Autrement dit, il n'est pas nécessaire de démontrer un effet spécifique de préjudice concurrentiel ; la nature de la restriction suffit.
Manque de transparence, de critères objectifs et de contrôle juridictionnel
Le tribunal souligne l'absence d'une procédure claire, précise et non discriminatoire pour décider de l'autorisation de nouvelles compétitions par l'UEFA/FIFA.
Cela contrevient aux exigences de proportionnalité et permet une exploitation abusive.
Conséquences pour les clubs et les tiers
Cette décision ouvre la voie à des clubs qui s'estiment lésés pour réclamer des dommages et intérêts en raison du comportement de l'autorité sportive dominante.
Implications pratiques pour les organisations sportives et les conseillers
- Pour les organismes de réglementation
- Examiner les lois et règlements pour s'assurer que les mécanismes d'autorisation sont objectif, transparent, non discriminatoire et à condition de.
- Éviter les rôles simultanés de régulateur et d'opérateur commercial contrôlant l'accès des concurrents alternatifs.
- Mettre en place des mécanismes de contrôle juridictionnel efficaces et accessibles aux tiers.
- Pour les clubs, les organisateurs de compétitions et autres parties intéressées
- Analyser rigoureusement la configuration du marché pertinent (produits, géographie, consommateurs).
- Évaluer les signes d'abus de pouvoir : position dominante + comportement restrictif + absence de justification objective.

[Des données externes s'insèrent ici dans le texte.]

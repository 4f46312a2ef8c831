//! One-shot execution of policy scripts.

use serde::Serialize;
use tracing::debug;

use crate::bindings::Bindings;
use crate::script::{self, Completion, Value};

/// Fixed message for a program that completes without producing SQL text.
pub const CONTRACT_VIOLATION: &str = "Code must return a string (use policy.toSQL())";

/// Tagged outcome of one execution. Exactly one variant, never partial;
/// the failure message is never empty.
#[derive(Debug, Clone, PartialEq, Eq, Serialize)]
#[serde(tag = "status", rename_all = "lowercase")]
pub enum ExecutionResult {
    Success { sql: String },
    Failure { message: String },
}

impl ExecutionResult {
    pub fn failure(message: impl Into<String>) -> Self {
        let message = message.into();
        if message.is_empty() {
            ExecutionResult::Failure {
                message: script::UNCAUGHT_FALLBACK.to_string(),
            }
        } else {
            ExecutionResult::Failure { message }
        }
    }

    pub fn is_success(&self) -> bool {
        matches!(self, ExecutionResult::Success { .. })
    }
}

/// Evaluate `source` with the registry names as its only free identifiers.
///
/// The call is synchronous, runs the program exactly once, and holds no
/// state between calls. It never returns an error to the caller: a raise
/// anywhere in the program becomes a `Failure` carrying the raised value's
/// description, and completing with anything but a string becomes the fixed
/// [`CONTRACT_VIOLATION`] message. There is no time or step limit; a
/// program that never finishes blocks its caller.
pub fn execute(source: &str, bindings: &Bindings) -> ExecutionResult {
    match script::run_program(source, bindings) {
        Ok(Completion::Returned(Value::Str(sql))) => ExecutionResult::Success { sql },
        Ok(Completion::Returned(other)) => {
            debug!(returned = other.type_name(), "non-string completion");
            ExecutionResult::failure(CONTRACT_VIOLATION)
        }
        Ok(Completion::Finished) => ExecutionResult::failure(CONTRACT_VIOLATION),
        Err(err) => {
            debug!(error = %err, "execution raised");
            ExecutionResult::failure(err.message())
        }
    }
}

#[cfg(test)]
mod tests {
    use super::*;
    use crate::script::{NativeFn, ScriptError, UNCAUGHT_FALLBACK};

    fn upper(args: &[Value]) -> Result<Value, ScriptError> {
        match args.first() {
            Some(Value::Str(s)) => Ok(Value::Str(s.to_uppercase())),
            _ => Err(ScriptError::runtime("upper expects a string")),
        }
    }

    fn registry() -> Bindings {
        Bindings::builder()
            .bind("upper", NativeFn::value("upper", upper))
            .build()
    }

    fn failure_message(result: ExecutionResult) -> String {
        match result {
            ExecutionResult::Failure { message } => message,
            other => panic!("expected failure, got {:?}", other),
        }
    }

    #[test]
    fn string_completion_is_success() {
        assert_eq!(
            execute("return 'X';", &registry()),
            ExecutionResult::Success { sql: "X".into() }
        );
    }

    #[test]
    fn number_completion_violates_the_contract() {
        let result = execute("return 42;", &registry());
        assert_eq!(failure_message(result), CONTRACT_VIOLATION);
    }

    #[test]
    fn null_and_missing_returns_violate_the_contract() {
        for source in ["return null;", "return;", "let a = 'sql';"] {
            let result = execute(source, &registry());
            assert_eq!(failure_message(result), CONTRACT_VIOLATION, "{}", source);
        }
    }

    #[test]
    fn thrown_string_becomes_the_message() {
        let result = execute("throw 'bad column';", &registry());
        assert_eq!(failure_message(result), "bad column");
    }

    #[test]
    fn thrown_object_reports_its_message_member() {
        let result = execute("throw { message: 'unknown table' };", &registry());
        assert_eq!(failure_message(result), "unknown table");
    }

    #[test]
    fn messageless_raise_uses_the_fallback() {
        let result = execute("throw 42;", &registry());
        assert_eq!(failure_message(result), UNCAUGHT_FALLBACK);
    }

    #[test]
    fn unknown_identifier_is_reported_not_propagated() {
        let result = execute("return policy('x');", &registry());
        assert_eq!(failure_message(result), "policy is not defined");
    }

    #[test]
    fn syntax_errors_are_reported_with_a_line() {
        let result = execute("return 'a\nreturn 'b';", &registry());
        let message = failure_message(result);
        assert!(message.starts_with("syntax error at line 1"), "{}", message);
    }

    #[test]
    fn registry_capabilities_are_reachable() {
        assert_eq!(
            execute("return upper('abc');", &registry()),
            ExecutionResult::Success { sql: "ABC".into() }
        );
    }

    #[test]
    fn calls_observe_nothing_from_prior_calls() {
        let bindings = registry();
        assert!(execute("let a = 'one'; return a;", &bindings).is_success());
        let result = execute("return a;", &bindings);
        assert_eq!(failure_message(result), "a is not defined");
    }

    #[test]
    fn results_serialize_with_a_status_tag() {
        let success = serde_json::to_value(execute("return 'S';", &registry())).unwrap();
        assert_eq!(success["status"], "success");
        assert_eq!(success["sql"], "S");

        let failure = serde_json::to_value(execute("return 1;", &registry())).unwrap();
        assert_eq!(failure["status"], "failure");
        assert_eq!(failure["message"], CONTRACT_VIOLATION);
    }

    #[test]
    fn empty_failure_messages_are_replaced() {
        assert_eq!(
            ExecutionResult::failure(""),
            ExecutionResult::Failure {
                message: UNCAUGHT_FALLBACK.into()
            }
        );
    }
}
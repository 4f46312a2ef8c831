use std::{
    collections::HashMap,
    env,
    fs,
    io::{BufRead, BufReader},
    path::PathBuf,
};

use directories::BaseDirs;

#[derive(Debug, Clone)]
pub struct Config {
    inner: HashMap<String, String>,
    pub config_path: PathBuf,
}

impl Config {
    pub fn load() -> Self {
        Self::load_from(default_config_path())
    }

    pub fn load_from(config_path: PathBuf) -> Self {
        let mut map = default_map();

        // Read the config file if it exists
        if config_path.exists() {
            if let Ok(file) = fs::File::open(&config_path) {
                let reader = BufReader::new(file);
                for line in reader.lines().map_while(Result::ok) {
                    let line = line.trim();
                    if line.is_empty() || line.starts_with('#') {
                        continue;
                    }
                    if let Some((k, v)) = line.split_once('=') {
                        map.insert(k.trim().to_string(), v.trim().to_string());
                    }
                }
            }
        }

        // Overlay environment variables (take precedence)
        for (k, v) in env::vars() {
            if let Some(key) = config_key(&k) {
                map.insert(key.to_string(), v);
            }
        }

        Self { inner: map, config_path }
    }

    pub fn get(&self, key: &str) -> Option<String> {
        // ENV first, prefixed then bare
        if let Ok(v) = env::var(format!("RLSPAD_{key}")) {
            return Some(v);
        }
        if let Ok(v) = env::var(key) {
            return Some(v);
        }
        self.inner.get(key).cloned()
    }

    pub fn get_bool(&self, key: &str) -> bool {
        self.get(key)
            .map(|v| v.eq_ignore_ascii_case("true"))
            .unwrap_or(false)
    }

    pub fn default_example(&self) -> Option<String> {
        self.get("DEFAULT_EXAMPLE").filter(|v| !v.is_empty())
    }

    pub fn color_output(&self) -> bool {
        self.get_bool("COLOR_OUTPUT")
    }

    pub fn show_line_numbers(&self) -> bool {
        self.get_bool("SHOW_LINE_NUMBERS")
    }

    /// Spaces per indent step in the editor, clamped to 1..=8.
    pub fn tab_width(&self) -> usize {
        self.get("TAB_WIDTH")
            .and_then(|v| v.parse::<usize>().ok())
            .filter(|w| (1..=8).contains(w))
            .unwrap_or(2)
    }

    pub fn log_file(&self) -> Option<PathBuf> {
        self.get("LOG_FILE")
            .filter(|v| !v.is_empty())
            .map(PathBuf::from)
    }
}

/// Accept known keys bare or behind the RLSPAD_ prefix.
fn config_key(k: &str) -> Option<&str> {
    const KEYS: &[&str] = &[
        "DEFAULT_EXAMPLE",
        "COLOR_OUTPUT",
        "TAB_WIDTH",
        "SHOW_LINE_NUMBERS",
        "LOG_FILE",
    ];

    if KEYS.contains(&k) {
        return Some(k);
    }
    k.strip_prefix("RLSPAD_").filter(|bare| KEYS.contains(bare))
}

fn default_config_path() -> PathBuf {
    let base = BaseDirs::new()
        .map(|b| b.config_dir().to_path_buf())
        .unwrap_or_else(|| PathBuf::from("~/.config"));
    base.join("rlspad").join("config")
}

fn default_map() -> HashMap<String, String> {
    let mut m = HashMap::new();
    m.insert("COLOR_OUTPUT".into(), "true".into());
    m.insert("TAB_WIDTH".into(), "2".into());
    m.insert("SHOW_LINE_NUMBERS".into(), "true".into());
    m
}

#[cfg(test)]
mod tests {
    use super::*;
    use std::io::Write;

    #[test]
    fn missing_file_yields_defaults() {
        let config = Config::load_from(PathBuf::from("/nonexistent/rlspad/config"));
        assert_eq!(config.tab_width(), 2);
        assert!(config.color_output());
        assert!(config.show_line_numbers());
        assert_eq!(config.default_example(), None);
        assert_eq!(config.log_file(), None);
    }

    #[test]
    fn file_values_override_defaults() {
        let dir = tempfile::tempdir().unwrap();
        let path = dir.path().join("config");
        let mut file = fs::File::create(&path).unwrap();
        writeln!(file, "# playground settings").unwrap();
        writeln!(file).unwrap();
        writeln!(file, "TAB_WIDTH = 4").unwrap();
        writeln!(file, "COLOR_OUTPUT=false").unwrap();
        writeln!(file, "DEFAULT_EXAMPLE = tenant-isolation").unwrap();

        let config = Config::load_from(path);
        assert_eq!(config.tab_width(), 4);
        assert!(!config.color_output());
        assert_eq!(config.default_example().as_deref(), Some("tenant-isolation"));
    }

    #[test]
    fn out_of_range_tab_width_falls_back() {
        let dir = tempfile::tempdir().unwrap();
        let path = dir.path().join("config");
        fs::write(&path, "TAB_WIDTH = 40\n").unwrap();
        assert_eq!(Config::load_from(path).tab_width(), 2);
    }

    #[test]
    fn prefixed_keys_map_to_bare_names() {
        assert_eq!(config_key("RLSPAD_TAB_WIDTH"), Some("TAB_WIDTH"));
        assert_eq!(config_key("TAB_WIDTH"), Some("TAB_WIDTH"));
        assert_eq!(config_key("RLSPAD_LOG"), None);
        assert_eq!(config_key("PATH"), None);
    }
}
//! The bundled declaration payload describing the engine's surface.

use serde::{Deserialize, Serialize};
use tracing::warn;

/// Payload embedded at build time from the engine's declaration files.
static BUNDLED: &str = include_str!(concat!(env!("OUT_DIR"), "/type_snapshot.json"));

/// Everything the editor can know about the engine: its exported entry
/// points and the shapes behind them.
#[derive(Debug, Clone, Default, Serialize, Deserialize)]
pub struct TypeSnapshot {
    #[serde(default)]
    pub exports: Vec<ExportDecl>,
    #[serde(default)]
    pub types: Vec<TypeDecl>,
}

#[derive(Debug, Clone, Serialize, Deserialize)]
pub struct ExportDecl {
    pub name: String,
    /// Rendered type, e.g. `(name: string) => Policy` or a type name.
    #[serde(rename = "type", default)]
    pub type_name: String,
    #[serde(default)]
    pub doc: String,
}

#[derive(Debug, Clone, Serialize, Deserialize)]
pub struct TypeDecl {
    pub name: String,
    #[serde(default)]
    pub members: Vec<MemberDecl>,
}

#[derive(Debug, Clone, Serialize, Deserialize)]
pub struct MemberDecl {
    pub name: String,
    #[serde(default)]
    pub signature: String,
    #[serde(default)]
    pub doc: String,
}

impl TypeSnapshot {
    /// Parse the payload embedded at build time.
    ///
    /// A malformed payload degrades to an empty snapshot with a warning;
    /// assistance is a capability, never a correctness requirement.
    pub fn bundled() -> TypeSnapshot {
        match serde_json::from_str(BUNDLED) {
            Ok(snapshot) => snapshot,
            Err(err) => {
                warn!(error = %err, "embedded type snapshot is malformed");
                TypeSnapshot::default()
            }
        }
    }

    pub fn find_export(&self, name: &str) -> Option<&ExportDecl> {
        self.exports.iter().find(|export| export.name == name)
    }

    pub fn find_type(&self, name: &str) -> Option<&TypeDecl> {
        self.types.iter().find(|decl| decl.name == name)
    }

    /// Render the whole surface as one ambient-declaration document.
    pub fn render_declarations(&self) -> String {
        let mut out = String::new();
        for export in &self.exports {
            if !export.doc.is_empty() {
                out.push_str("// ");
                out.push_str(&export.doc);
                out.push('\n');
            }
            out.push_str("declare ");
            out.push_str(&export.name);
            if !export.type_name.is_empty() {
                out.push_str(": ");
                out.push_str(&export.type_name);
            }
            out.push('\n');
        }
        for decl in &self.types {
            out.push('\n');
            out.push_str("type ");
            out.push_str(&decl.name);
            out.push_str(" {\n");
            for member in &decl.members {
                if !member.doc.is_empty() {
                    out.push_str("  // ");
                    out.push_str(&member.doc);
                    out.push('\n');
                }
                out.push_str("  ");
                if member.signature.is_empty() {
                    out.push_str(&member.name);
                } else {
                    out.push_str(&member.signature);
                }
                out.push('\n');
            }
            out.push_str("}\n");
        }
        out
    }
}
//! Composable SQL predicate fragments and column references.

use std::any::Any;

use crate::script::value::format_number;
use crate::script::{NativeObject, ScriptError, Value};

use super::query::QueryBuilder;
use super::sql;
use super::EngineError;

/// A SQL fragment scripts compose with `.and`, `.or`, `.not`.
#[derive(Debug, Clone)]
pub struct SqlExpr {
    sql: String,
    /// True when the text has a top-level `and`/`or` and must be wrapped
    /// before embedding into a larger expression.
    grouped: bool,
}

impl SqlExpr {
    pub fn leaf(sql: impl Into<String>) -> Self {
        SqlExpr {
            sql: sql.into(),
            grouped: false,
        }
    }

    fn composite(sql: String) -> Self {
        SqlExpr { sql, grouped: true }
    }

    /// The fragment as written at the top of a clause; the clause itself
    /// supplies the outer parentheses.
    pub fn sql(&self) -> &str {
        &self.sql
    }

    /// The fragment as written inside another expression.
    pub fn embedded(&self) -> String {
        if self.grouped {
            format!("({})", self.sql)
        } else {
            self.sql.clone()
        }
    }

    pub fn and(&self, other: &SqlExpr) -> SqlExpr {
        SqlExpr::composite(format!("{} and {}", self.embedded(), other.embedded()))
    }

    pub fn or(&self, other: &SqlExpr) -> SqlExpr {
        SqlExpr::composite(format!("{} or {}", self.embedded(), other.embedded()))
    }

    /// Always parenthesizes the operand, so precedence never surprises.
    pub fn negated(&self) -> SqlExpr {
        SqlExpr::leaf(format!("not ({})", self.sql))
    }
}

impl NativeObject for SqlExpr {
    fn type_name(&self) -> &'static str {
        "SqlExpr"
    }

    fn as_any(&self) -> &dyn Any {
        self
    }

    fn call_method(&self, name: &str, args: &[Value]) -> Result<Value, ScriptError> {
        match name {
            "and" => {
                let rhs = as_predicate("and(expr)", args.first())?;
                Ok(Value::native(self.and(&rhs)))
            }
            "or" => {
                let rhs = as_predicate("or(expr)", args.first())?;
                Ok(Value::native(self.or(&rhs)))
            }
            "not" => Ok(Value::native(self.negated())),
            _ => Err(ScriptError::runtime(format!(
                "{} has no method `{}`",
                self.type_name(),
                name
            ))),
        }
    }
}

/// A validated column reference; comparisons produce [`SqlExpr`] leaves.
#[derive(Debug, Clone)]
pub struct ColRef {
    sql: String,
}

impl ColRef {
    pub fn new(name: &str) -> Result<Self, EngineError> {
        Ok(ColRef {
            sql: sql::ident("column", name)?,
        })
    }

    pub fn sql(&self) -> &str {
        &self.sql
    }

    /// Equality against an engine-built fragment, for composition outside
    /// the script surface.
    pub fn equals(&self, rhs: &SqlExpr) -> SqlExpr {
        SqlExpr::leaf(format!("{} = {}", self.sql, rhs.embedded()))
    }

    fn compare(
        &self,
        call: &'static str,
        op: &str,
        args: &[Value],
    ) -> Result<SqlExpr, EngineError> {
        let rhs = args
            .first()
            .ok_or_else(|| EngineError::Arguments(format!("{} expects a value", call)))?;
        Ok(SqlExpr::leaf(format!(
            "{} {} {}",
            self.sql,
            op,
            operand(rhs)?
        )))
    }

    fn membership(&self, args: &[Value]) -> Result<SqlExpr, EngineError> {
        match args.first() {
            Some(Value::Array(items)) => {
                if items.is_empty() {
                    return Err(EngineError::Arguments(
                        "in(values) needs at least one value".to_string(),
                    ));
                }
                let mut rendered = Vec::with_capacity(items.len());
                for item in items {
                    rendered.push(operand(item)?);
                }
                Ok(SqlExpr::leaf(format!(
                    "{} in ({})",
                    self.sql,
                    rendered.join(", ")
                )))
            }
            Some(Value::Native(native)) => {
                if let Some(query) = native.as_any().downcast_ref::<QueryBuilder>() {
                    Ok(SqlExpr::leaf(format!(
                        "{} in ({})",
                        self.sql,
                        query.render()?
                    )))
                } else {
                    Err(EngineError::Arguments(format!(
                        "in(values) expects an array or a subquery, got {}",
                        native.type_name()
                    )))
                }
            }
            Some(other) => Err(EngineError::Arguments(format!(
                "in(values) expects an array or a subquery, got {}",
                other.type_name()
            ))),
            None => Err(EngineError::Arguments(
                "in(values) expects an array or a subquery".to_string(),
            )),
        }
    }
}

impl NativeObject for ColRef {
    fn type_name(&self) -> &'static str {
        "Column"
    }

    fn as_any(&self) -> &dyn Any {
        self
    }

    fn call_method(&self, name: &str, args: &[Value]) -> Result<Value, ScriptError> {
        let expr = match name {
            "eq" => self.compare("eq(value)", "=", args)?,
            "ne" => self.compare("ne(value)", "<>", args)?,
            "lt" => self.compare("lt(value)", "<", args)?,
            "lte" => self.compare("lte(value)", "<=", args)?,
            "gt" => self.compare("gt(value)", ">", args)?,
            "gte" => self.compare("gte(value)", ">=", args)?,
            "like" => {
                let pattern = super::str_arg("like(pattern)", args, 0)?;
                SqlExpr::leaf(format!("{} like {}", self.sql, sql::quote_literal(pattern)))
            }
            "in" => self.membership(args)?,
            "isNull" => SqlExpr::leaf(format!("{} is null", self.sql)),
            "notNull" => SqlExpr::leaf(format!("{} is not null", self.sql)),
            _ => {
                return Err(ScriptError::runtime(format!(
                    "{} has no method `{}`",
                    self.type_name(),
                    name
                )))
            }
        };
        Ok(Value::native(expr))
    }
}

/// Render a script value on the right-hand side of a comparison.
pub fn operand(value: &Value) -> Result<String, EngineError> {
    match value {
        Value::Str(s) => Ok(sql::quote_literal(s)),
        Value::Number(n) => Ok(format_number(*n)),
        Value::Bool(b) => Ok(if *b { "true" } else { "false" }.to_string()),
        Value::Null => Err(EngineError::Arguments(
            "cannot compare against null; use isNull() or notNull()".to_string(),
        )),
        Value::Native(native) => {
            let any = native.as_any();
            if let Some(col) = any.downcast_ref::<ColRef>() {
                Ok(col.sql().to_string())
            } else if let Some(expr) = any.downcast_ref::<SqlExpr>() {
                Ok(expr.embedded())
            } else if let Some(query) = any.downcast_ref::<QueryBuilder>() {
                Ok(format!("({})", query.render()?))
            } else {
                Err(EngineError::Arguments(format!(
                    "cannot use a {} in a comparison",
                    native.type_name()
                )))
            }
        }
        Value::Array(_) => Err(EngineError::Arguments(
            "an array only works with in(values)".to_string(),
        )),
        Value::Object(_) => Err(EngineError::Arguments(
            "cannot use an object in a comparison".to_string(),
        )),
    }
}

/// Coerce a script value into a predicate fragment. Booleans become the
/// SQL constants, so `.using(true)` reads the way it is written.
pub fn as_predicate(call: &'static str, value: Option<&Value>) -> Result<SqlExpr, EngineError> {
    match value {
        Some(Value::Bool(b)) => Ok(SqlExpr::leaf(if *b { "true" } else { "false" })),
        Some(Value::Native(native)) => match native.as_any().downcast_ref::<SqlExpr>() {
            Some(expr) => Ok(expr.clone()),
            None => Err(EngineError::Arguments(format!(
                "{} expects a predicate, got {}",
                call,
                native.type_name()
            ))),
        },
        Some(other) => Err(EngineError::Arguments(format!(
            "{} expects a predicate, got {}",
            call,
            other.type_name()
        ))),
        None => Err(EngineError::Arguments(format!(
            "{} expects a predicate",
            call
        ))),
    }
}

- Évaluer les demandes potentielles de dommages-intérêts ou les stratégies préventives avant que les tribunaux ne déclarent la contrefaçon définitive.
- N'oubliez pas que ce sport, malgré ses particularités, Elle n'est pas exemptée du régime général de concurrence de l'UE..
- Pour les conseillers en conformité commerciale et réglementaire
- Inclure dans les audits de concurrence les instruments réglementaires internes des organisations sportives : statuts, règlements, contrats d’exclusivité.
- Conseils sur les clauses d'accès au marché, les sanctions, les droits de distribution, les propositions alternatives en matière de concurrence et les structures de gouvernance.
- Veillez à ce que les contrats commerciaux (par exemple, les accords de retransmission ou de parrainage) conclus avec des organisations dominantes n'impliquent pas de restrictions supplémentaires injustifiées.
Une dernière pensée
La sentence de 29 Octobre 2025 N'oubliez pas que le sport, malgré ses caractéristiques uniques, ne peut échapper aux principes du libre marché et de la concurrence loyale.
Lorsqu'un organisme de réglementation cumule le rôle d'arbitre et celui d'acteur du marché, le risque d'abus se multiplie.
Cette déclaration implique un Étape marquante du droit des sociétés et des contrats commerciaux appliqués au sport, en démontrant que la réglementation des concurrences et l'exploitation commerciale de leurs droits doivent rester séparées.
L’obligation d’une conduite réglementaire compatible avec le droit de la concurrence est désormais incontournable pour l’UEFA, la FIFA et toutes les entités qui entendent opérer avec autorité et légitimité sur le marché sportif européen.